Expected: Both “Draft” and “Published” still exist in the tag list with group_id = null (ungrouped). No error occurs. The “Status” group is no longer returned by list_tag_groups.

24. Duplicate tag name is rejected

The tags table enforces uniqueness by slug (derived from name).

Steps:

  1. Create a tag “Horror”.
  2. Attempt to create another tag named "Horror" (same name, which derives the same slug "horror").

Expected: The second creation returns an “Already exists” error (or equivalent).
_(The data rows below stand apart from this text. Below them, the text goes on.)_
use leptos::prelude::*;
use thgc::profile::{Anchor, HERO_IMAGE, HOME_TOWN, MAIN_PHONE, YEARS_EXPERIENCE};

use super::icons::{ICON_CHECK_CIRCLE, ICON_DOLLAR, ICON_PHONE, ICON_SHIELD, Icon};
use super::nav::ScrollButton;

#[component]
pub fn Hero() -> impl IntoView {
    let tagline = format!(
        "Construction, Roofing & Remodeling with {} Years of Experience",
        YEARS_EXPERIENCE
    );

    view! {
        <section class="hero">
            <div class="hero-backdrop">
                <img src=HERO_IMAGE alt="Professional Construction Team" />
                <div class="hero-shade"></div>
            </div>

            <div class="container hero-content">
                <h2 class="hero-title">
                    "Your Trusted General Contractor in "
                    <span class="accent">{HOME_TOWN}</span>
                </h2>
                <p class="hero-tagline">{tagline}</p>

                <div class="hero-badges">
                    <HeroBadge paths=ICON_SHIELD text="Licensed & Insured" />
                    <HeroBadge paths=ICON_DOLLAR text="Financing Available" />
                    <HeroBadge paths=ICON_CHECK_CIRCLE text="Free Estimates" />
                </div>

                <div class="hero-actions">
                    <a href=MAIN_PHONE.href() class="btn btn-primary btn-lg">
                        <Icon paths=ICON_PHONE />
                        "Call Now: " {MAIN_PHONE.display}
                    </a>
                    <ScrollButton
                        target=Anchor::Contact
                        label="Request Free Estimate"
                        class="btn btn-light btn-lg"
                        arrow=true
                    />
                </div>
            </div>
        </section>
    }
}

#[component]
fn HeroBadge(paths: &'static [&'static str], text: &'static str) -> impl IntoView {
    view! {
        <div class="hero-badge">
            <Icon paths=paths class="icon accent" />
            <span>{text}</span>
        </div>
    }
}
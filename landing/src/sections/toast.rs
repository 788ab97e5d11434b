//! Transient notifications for the estimate form.

use std::time::Duration;

use leptos::prelude::*;

const TOAST_TTL: Duration = Duration::from_millis(4000);

#[derive(Debug, Clone, Copy, PartialEq, Eq)]
pub enum ToastKind {
    Success,
    Error,
}

impl ToastKind {
    fn class(&self) -> &'static str {
        match self {
            ToastKind::Success => "toast toast-success",
            ToastKind::Error => "toast toast-error",
        }
    }
}

#[derive(Debug, Clone, PartialEq, Eq)]
pub struct Toast {
    kind: ToastKind,
    text: String,
    serial: u64,
}

/// Handle shared through context. Only the newest toast is shown; a newer one
/// is not cleared by an older one's timer.
#[derive(Debug, Clone, Copy)]
pub struct Toaster {
    current: RwSignal<Option<Toast>>,
    serial: StoredValue<u64>,
}

impl Toaster {
    pub fn new() -> Self {
        Self {
            current: RwSignal::new(None),
            serial: StoredValue::new(0),
        }
    }

    pub fn success(&self, text: impl Into<String>) {
        self.show(ToastKind::Success, text.into());
    }

    pub fn error(&self, text: impl Into<String>) {
        self.show(ToastKind::Error, text.into());
    }

    pub fn dismiss(&self) {
        self.current.set(None);
    }

    fn show(&self, kind: ToastKind, text: String) {
        self.serial.update_value(|n| *n += 1);
        let serial = self.serial.get_value();
        self.current.set(Some(Toast { kind, text, serial }));

        let current = self.current;
        set_timeout(
            move || {
                let still_showing = current.with_untracked(|toast| {
                    toast.as_ref().is_some_and(|t| t.serial == serial)
                });
                if still_showing {
                    current.set(None);
                }
            },
            TOAST_TTL,
        );
    }
}

impl Default for Toaster {
    fn default() -> Self {
        Self::new()
    }
}

#[component]
pub fn ToastHost() -> impl IntoView {
    let toaster = expect_context::<Toaster>();

    view! {
        <div class="toast-region" role="status" aria-live="polite">
            {move || {
                toaster.current.get().map(|toast| {
                    view! {
                        <div class=toast.kind.class() on:click=move |_| toaster.dismiss()>
                            {toast.text}
                        </div>
                    }
                })
            }}
        </div>
    }
}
Only one “Horror” tag exists in the workspace.

25. Tag usage count reflects live page associations

usage_count is computed by query and must reflect the current number of pages tagged with a given tag.

Steps:

  1. Create tag “Lore”.
  2. Assign “Lore” to 3 pages.
  3. Call list_tags and inspect the usage_count for “Lore”.
  4. Remove “Lore” from one page.
  5. Call list_tags again and inspect usage_count.

Expected: After step 3, usage_count is 3. After step 5, usage_count is 2. The count reflects live associations, not a cached value.
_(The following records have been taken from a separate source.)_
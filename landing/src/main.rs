// T&H General Contractor landing page, Leptos 0.8 CSR.

mod browser;
mod sections;

use browser::{BrowserLatency, BrowserStore};
use leptos::prelude::*;
use sections::*;
use thgc::{ContactDesk, SiteConfig};

/// Desk wired to `window.localStorage` with a real timer delay.
pub type SiteDesk = ContactDesk<BrowserStore, BrowserLatency>;

const SITE_TOML: &str = include_str!("../site.toml");

fn main() {
    console_error_panic_hook::set_once();
    tracing_wasm::set_as_global_default();
    leptos::mount::mount_to_body(|| view! { <App/> });
}

#[component]
fn App() -> impl IntoView {
    let config = SiteConfig::load_str(SITE_TOML);
    tracing::debug!(
        storage_key = %config.desk.storage_key,
        latency_ms = config.desk.latency_ms,
        "landing configured"
    );

    provide_context::<SiteDesk>(ContactDesk::with_config(
        BrowserStore,
        BrowserLatency,
        config.desk,
    ));
    provide_context(Toaster::new());

    view! {
        <Nav />
        <main>
            <Hero />
            <TrustStats />
            <Services />
            <About />
            <Financing />
            <Portfolio />
            <ServiceArea />
            <ContactSection />
        </main>
        <Footer />
        <CallBar />
        <ToastHost />
    }
}
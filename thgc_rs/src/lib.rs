//! # thgc
//!
//! Shared core of the T&H General Contractor site: the estimate-form
//! inquiry model, the mock contact desk that stores inquiries in a local
//! key-value store, and the business profile rendered by the landing page.
//!
//! ## Quick Start
//!
//! ```rust
//! use thgc::{ContactDesk, Immediate, InquiryDraft, MemoryStore, ServiceKind};
//!
//! # #[tokio::main(flavor = "current_thread")]
//! # async fn main() {
//! let desk = ContactDesk::new(MemoryStore::new(), Immediate);
//!
//! let draft = InquiryDraft::new("Jane Doe", "8325551234", "jane@example.com")
//!     .with_service(ServiceKind::Roofing)
//!     .with_message("Leak");
//!
//! let ack = desk.submit(draft).await.unwrap();
//! assert!(ack.success);
//! assert_eq!(desk.inquiries().unwrap().len(), 1);
//! # }
//! ```
//!
//! ## Architecture
//!
//! - [`inquiry`] - draft, stored record and acknowledgement types
//! - [`store`] - the [`KeyValueStore`] seam plus in-memory and file backends
//! - [`desk`] - [`ContactDesk`], the submission and retrieval entry points
//! - [`config`] - `site.toml` parsing
//! - [`profile`] - phone numbers, emails, services and portfolio content
//!
//! The browser adapters (`window.localStorage`, `setTimeout`) live in the
//! landing crate; nothing here depends on a DOM.

pub mod config;
pub mod desk;
pub mod error;
pub mod inquiry;
pub mod profile;
pub mod store;

pub use config::{DeskConfig, SiteConfig};
pub use desk::{ContactDesk, Immediate, Latency};
pub use error::{ConfigError, DeskError, DeskResult, StoreError, StoreResult};
pub use inquiry::{Acknowledgement, Inquiry, InquiryDraft, RequiredField, ServiceKind};
#[cfg(not(target_arch = "wasm32"))]
pub use store::FileStore;
pub use store::{KeyValueStore, MemoryStore};
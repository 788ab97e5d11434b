use std::collections::HashSet;

use chrono::Utc;
use pretty_assertions::assert_eq;
use serde_json::json;
use thgc::{
    Acknowledgement, ContactDesk, FileStore, Immediate, InquiryDraft, KeyValueStore, MemoryStore,
    ServiceKind,
};

const KEY: &str = "contactSubmissions";

fn jane() -> InquiryDraft {
    InquiryDraft::new("Jane Doe", "8325551234", "jane@example.com")
        .with_service(ServiceKind::Roofing)
        .with_message("Leak")
}

fn desk() -> ContactDesk<MemoryStore> {
    ContactDesk::new(MemoryStore::new(), Immediate)
}

#[tokio::test]
async fn valid_draft_is_acknowledged_and_stored_once() {
    let desk = desk();
    let before = Utc::now();

    let ack = desk.submit(jane()).await.expect("submit");

    assert_eq!(ack, Acknowledgement::received());
    let stored = desk.inquiries().expect("inquiries");
    assert_eq!(stored.len(), 1);

    let record = &stored[0];
    assert_eq!(record.draft(), jane());
    assert!(record.timestamp >= before - chrono::Duration::milliseconds(1));
    assert!(record.timestamp <= Utc::now());
    assert!(record.id >= u64::try_from(before.timestamp_millis()).unwrap());
}

#[test]
fn retrieval_before_any_submission_is_empty() {
    assert!(desk().inquiries().expect("inquiries").is_empty());
}

#[tokio::test]
async fn sequential_submissions_keep_order_and_distinct_ids() {
    let desk = desk();
    let names: Vec<String> = (0..12).map(|i| format!("Visitor {i}")).collect();

    for name in &names {
        let draft = InquiryDraft::new(name.clone(), "8320000000", "v@example.com");
        assert!(desk.submit(draft).await.expect("submit").success);
    }

    let stored = desk.inquiries().expect("inquiries");
    assert_eq!(stored.len(), names.len());
    let stored_names: Vec<_> = stored.iter().map(|r| r.name.clone()).collect();
    assert_eq!(stored_names, names);

    let ids: HashSet<u64> = stored.iter().map(|r| r.id).collect();
    assert_eq!(ids.len(), stored.len());
    assert!(stored.windows(2).all(|pair| pair[0].id < pair[1].id));
}

#[tokio::test]
async fn optional_fields_are_present_but_empty() {
    let desk = desk();
    desk.submit(InquiryDraft::new("Sam", "8325550000", "sam@example.com"))
        .await
        .expect("submit");

    let raw = desk.store().get_item(KEY).unwrap().expect("stored value");
    let value: serde_json::Value = serde_json::from_str(&raw).unwrap();
    let record = &value[0];

    assert_eq!(record["service"], "");
    assert_eq!(record["message"], "");
    assert!(record["id"].as_u64().is_some());
    assert!(record["timestamp"].as_str().is_some_and(|ts| ts.ends_with('Z')));
}

#[tokio::test]
async fn retrieval_is_idempotent() {
    let desk = desk();
    desk.submit(jane()).await.expect("submit");

    let first = desk.inquiries().expect("first read");
    let second = desk.inquiries().expect("second read");
    assert_eq!(first, second);
}

fn stored_array(desk: &ContactDesk<MemoryStore>) -> Vec<serde_json::Value> {
    let raw = desk.store().get_item(KEY).unwrap().expect("stored value");
    serde_json::from_str(&raw).unwrap()
}

#[tokio::test]
async fn append_preserves_entries_written_by_earlier_builds() {
    let legacy = json!([{
        "name": "Old",
        "phone": "1",
        "email": "o@x.com",
        "service": "Other",
        "message": "hi",
        "zip": "77338",
        "id": 1_700_000_000_000u64,
        "timestamp": "2023-11-14T22:13:20Z"
    }]);
    let desk = ContactDesk::new(
        MemoryStore::new().seeded(KEY, legacy.to_string()),
        Immediate,
    );

    desk.submit(jane()).await.expect("submit");

    let stored = stored_array(&desk);
    assert_eq!(stored.len(), 2);
    assert_eq!(stored[0], legacy[0]);
    assert_eq!(stored[1]["name"], "Jane Doe");

    let typed = desk.inquiries().expect("inquiries");
    assert_eq!(typed[0].service, Some(ServiceKind::Other));
    assert_eq!(typed[0].timestamp.timestamp(), 1_700_000_000);
}

#[tokio::test]
async fn append_tolerates_entries_the_current_model_cannot_read() {
    let legacy = json!([
        { "name": "Nulls", "phone": "1", "email": "n@x.com", "service": null, "message": null, "id": 1, "timestamp": "2023-11-14T22:13:20Z" },
        { "name": "Plumber", "phone": "2", "email": "p@x.com", "service": "Plumbing", "id": 2, "timestamp": "2023-11-14T22:13:21Z" },
        { "note": "no contact fields at all" }
    ]);
    let desk = ContactDesk::new(
        MemoryStore::new().seeded(KEY, legacy.to_string()),
        Immediate,
    );

    desk.submit(jane()).await.expect("submit");

    let stored = stored_array(&desk);
    assert_eq!(stored.len(), 4);
    assert_eq!(&stored[..3], legacy.as_array().unwrap().as_slice());
    assert_eq!(stored[3]["name"], "Jane Doe");
}

#[tokio::test]
async fn null_and_unknown_optionals_read_as_unset() {
    let legacy = json!([
        { "name": "Nulls", "phone": "1", "email": "n@x.com", "service": null, "message": null, "id": 1, "timestamp": "2023-11-14T22:13:20Z" },
        { "name": "Plumber", "phone": "2", "email": "p@x.com", "service": "Plumbing", "id": 2, "timestamp": "2023-11-14T22:13:21Z" }
    ]);
    let desk = ContactDesk::new(
        MemoryStore::new().seeded(KEY, legacy.to_string()),
        Immediate,
    );

    desk.submit(jane()).await.expect("submit");

    let typed = desk.inquiries().expect("inquiries");
    assert_eq!(typed.len(), 3);
    assert_eq!(typed[0].message, "");
    assert_eq!(typed[1].service, None);
    assert!(typed[2].id > 2);
}

#[tokio::test]
async fn stored_value_is_always_a_json_array() {
    let desk = desk();
    for _ in 0..3 {
        desk.submit(jane()).await.expect("submit");
        let raw = desk.store().get_item(KEY).unwrap().expect("stored value");
        let value: serde_json::Value = serde_json::from_str(&raw).unwrap();
        assert!(value.is_array());
    }
}

#[tokio::test]
async fn file_backed_desk_survives_reload() {
    let dir = tempfile::TempDir::new().expect("temp dir");

    {
        let desk = ContactDesk::new(FileStore::open(dir.path()).unwrap(), Immediate);
        desk.submit(jane()).await.expect("submit");
    }

    let reloaded = ContactDesk::new(FileStore::open(dir.path()).unwrap(), Immediate);
    reloaded
        .submit(InquiryDraft::new("Second", "2", "s@x.com"))
        .await
        .expect("submit");

    let stored = reloaded.inquiries().expect("inquiries");
    let names: Vec<_> = stored.iter().map(|r| r.name.as_str()).collect();
    assert_eq!(names, ["Jane Doe", "Second"]);
}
26. Tag with special characters in name is handled correctly

Tags accept Unicode names (letters, emoji, punctuation within the 100-char limit) but the derived slug strips non-alphanumeric characters.

Steps:

  1. Attempt to create a tag named "Sci-Fi & Fantasy".
  2. Observe the created tag in the list.

Expected: The tag is created successfully with name "Sci-Fi & Fantasy". The slug is derived via the codebase slugification logic (typically "sci-fi-fantasy" or similar). The tag can be assigned to pages and searched by its name.

Test Data

KeyValueNotes
valid_name_shortAdventureMinimal valid tag name
valid_name_with_colorFantasy / #8b5cf6Name + valid hex color
invalid_name_empty"" or ” “Triggers domain validation error
invalid_name_long”a” × 101Exceeds 100-char limit
invalid_color_no_hashff5733Missing # prefix — validation error
invalid_color_short#ff573Only 6 chars total — too short
merge_sourceSFTag to be consumed in merge scenario
merge_targetScience FictionTag to be retained after merge
group_nameGenreTag group for organizational tests
fts_search_termWorldbuildingTag name to search for; confirms FTS5 tags-column indexing
and_filter_tags[Sci-Fi, Classic]Both required (match_all=true): only “Dune” matches
or_filter_tags[Sci-Fi, Classic]Either required (match_all=false): all 3 pages match
max_filter_tag_ids100Maximum tag IDs accepted by filter_pages_by_tags per request
bm25_tag_weight5.0Weight for tags column in bm25(pages_fts, 10.0, 1.0, 5.0) — see search.rs

Notes

  • The HTTP bridge exposes the full tag API. All tag mutation routes exercise the SqliteTagRepository directly.
  • usage_count is never stored in the database — it is computed by LEFT JOIN at query time in SqliteTagRepository. Scenarios verifying usage count must use list_tags or get_page_tags rather than inspecting a stored field.
  • merge_tags must deduplicate: when a page already has both source and target tags, the merge must result in the target tag appearing exactly once (no duplicate page_tags row).
  • Tag slugs are derived from names via the codebase slugify() function. Two tags with names that produce the same slug (e.g., “Sci-Fi” and “Sci Fi”) will conflict at the database level.
  • The FTS5 tags column is kept consistent by three triggers: page_tags_fts_insert, page_tags_fts_delete, and tags_fts_name_update. A tag rename re-indexes every page that has the renamed tag — this can be a write-heavy operation on large workspaces.
  • set_page_tags accepts tag names (not IDs) and auto-creates missing tags. This differs from add_tag_to_page which takes a tag UUID directly.
  • Tag groups have sort_order (i32) for ordering within the tag management dialog. Groups cannot be nested — the domain enforces flat group structure.